YES, we teach , advocate, care,..and all of the mentioned above tasks. I have found as I practice, that nothing is more powerful than good reliable knowledge, that is up-to-date, and presented in an open forum of communication with the patient, where the patient himself , should feel that he is the one responsible for making any decision after all , it is HIS authority over all of the team. so once you really work on a specialty area, and have strong set of communication skills, and able to genuinely pass that feeling of advocacy to your patients, they will see you differently for sure. and same thing as you start to add in your input and assessments regarding the patients in interdisciplinary rounds and meetings, no one will know more than the nurses, because they are the ones at the bedside all the time, so once you start pitching in, adding your own scientific remarks, and suggesting even alternatives, you can see that the dynamics of the whole team will start changing, bringing balance back to all members in the team, as matter of fact, nurses are the most powerful players in any team ( forget about legal power here), they are the liaison persons, ...they are the case managers ( note the terms...only nurses get that, while physician get attending) . it is not about stereotypes or people playing you down, its is about you working hard on yourself, showing your value to patients and teams, you and only you will make a place an status for yourself, regardless what s the setting of practice, or how long you have been practicing nursing. do not fall in the stereotype that you hate..simple! I can say that new generations ( which i like to consider myself among...) are picking that up, and overcoming what previous generations of nurses used to do ( though that they have paved the way for us, because any beginning, is never easy), and the media influence is never really gone, but if you track the typical role of a nurse in media previously and now, many things are definitely changing,
Nurses are not doctors.
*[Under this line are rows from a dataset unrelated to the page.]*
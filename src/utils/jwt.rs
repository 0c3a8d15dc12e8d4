use crate::error::{AppError, AppResult};
use chrono::{Duration, Utc};
use jsonwebtoken::{Algorithm, DecodingKey, EncodingKey, Header, Validation, decode, encode};
use serde::{Deserialize, Serialize};

#[derive(Debug, Serialize, Deserialize)]
pub struct Claims {
    pub sub: String, // user_id
    pub email: String,
    pub exp: i64,
    pub iat: i64,
    pub token_type: String, // "access" or "refresh"
}

#[derive(Clone)]
pub struct JwtService {
    encoding_key: EncodingKey,
    decoding_key: DecodingKey,
    access_token_expires_in: i64,
    refresh_token_expires_in: i64,
}

impl JwtService {
    pub fn new(secret: &str, access_expires_in: i64, refresh_expires_in: i64) -> Self {
        Self {
            encoding_key: EncodingKey::from_secret(secret.as_bytes()),
            decoding_key: DecodingKey::from_secret(secret.as_bytes()),
            access_token_expires_in: access_expires_in,
            refresh_token_expires_in: refresh_expires_in,
        }
    }

    pub fn generate_access_token(&self, user_id: i64, email: &str) -> AppResult<String> {
        self.generate_token(user_id, email, "access", self.access_token_expires_in)
    }

    pub fn generate_refresh_token(&self, user_id: i64, email: &str) -> AppResult<String> {
        self.generate_token(user_id, email, "refresh", self.refresh_token_expires_in)
    }

    fn generate_token(
        &self,
        user_id: i64,
        email: &str,
        token_type: &str,
        expires_in: i64,
    ) -> AppResult<String> {
        let now = Utc::now();
        let exp = now + Duration::seconds(expires_in);

        let claims = Claims {
            sub: user_id.to_string(),
            email: email.to_string(),
            exp: exp.timestamp(),
            iat: now.timestamp(),
            token_type: token_type.to_string(),
        };

        encode(&Header::default(), &claims, &self.encoding_key).map_err(AppError::JwtError)
    }

    pub fn verify_token(&self, token: &str) -> AppResult<Claims> {
        let validation = Validation::new(Algorithm::HS256);
        decode::<Claims>(token, &self.decoding_key, &validation)
            .map(|data| data.claims)
            .map_err(AppError::JwtError)
    }

    pub fn verify_access_token(&self, token: &str) -> AppResult<Claims> {
        let claims = self.verify_token(token)?;

        if claims.token_type != "access" {
            return Err(AppError::AuthError("Invalid access token type".to_string()));
        }

        Ok(claims)
    }

    pub fn verify_refresh_token(&self, token: &str) -> AppResult<Claims> {
        let claims = self.verify_token(token)?;

        if claims.token_type != "refresh" {
            return Err(AppError::AuthError(
                "Invalid refresh token type".to_string(),
            ));
        }

        Ok(claims)
    }

    pub fn get_access_token_expires_in(&self) -> i64 {
        self.access_token_expires_in
    }
}

#[cfg(test)]
mod tests {
    use super::*;

    #[test]
    fn test_access_token_round_trip() {
        let svc = JwtService::new("test-secret", 3600, 7200);
        let token = svc.generate_access_token(42, "maria@example.com").unwrap();

        let claims = svc.verify_access_token(&token).unwrap();
        assert_eq!(claims.sub, "42");
        assert_eq!(claims.email, "maria@example.com");
        assert_eq!(claims.token_type, "access");
    }

    #[test]
    fn test_refresh_token_rejected_as_access() {
        let svc = JwtService::new("test-secret", 3600, 7200);
        let refresh = svc.generate_refresh_token(42, "maria@example.com").unwrap();

        assert!(svc.verify_access_token(&refresh).is_err());
        assert!(svc.verify_refresh_token(&refresh).is_ok());
    }
}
There are probably nurses who are frustrated doctors and seek more authority than they are allowed or capable. I see the roles as very different roles in a patient's life and care. Nurses are trusted, for the most part, by their patients. They are the healthcare provider they see most often, they are the ones that tell them what is happening in their care everyday. If a nurse feels a doctor or any other provider for that matter has ordered something they feel would harm or otherwise not benefit their patient, they should discuss it with the doctor to obtain a rationale that they can physiologically apply. If I believe it will harm my patient and I cannot agree with the doctor, I go to the Chief Nursing Officer. That is why they are there, to support the nurse and clarify issues with the doctors and/or nurse. I have had to do this on two occasions in my career. I was supported whole heartedly on one report and thanked for my patient advocacy leading to a good patient outcome. I was overruled on the other, and the outcome was not good for the patient. I was a new nurse and didn't quite understand the proper steps to go beyond that level when I felt I didn't have resolve. If a doctor doesn't have an ego, they will listen to the nurse and value their discussion. They may not necessarily agree but they should be able to give/teach a rationale that substantiates why they are doing what they are doing. Questioning a doctor is not challenging them, it can be a teaching moment. There are times in a nurses career when your patient looks good on paper, vitals etc. but you know something is not right, can't point to it, can't really explain it other than , it is just a sense something is not right. When a nurse calls a doctor and tells them this, good doctors run to see what may be happening. Doctors with egos will ignore the nurse, usually ending in a bad outcome. I believe we want to make sure the best possible outcome are being considered for our patient. Nurses are part of a team and within teams, everyone should have a voice for the best outcome.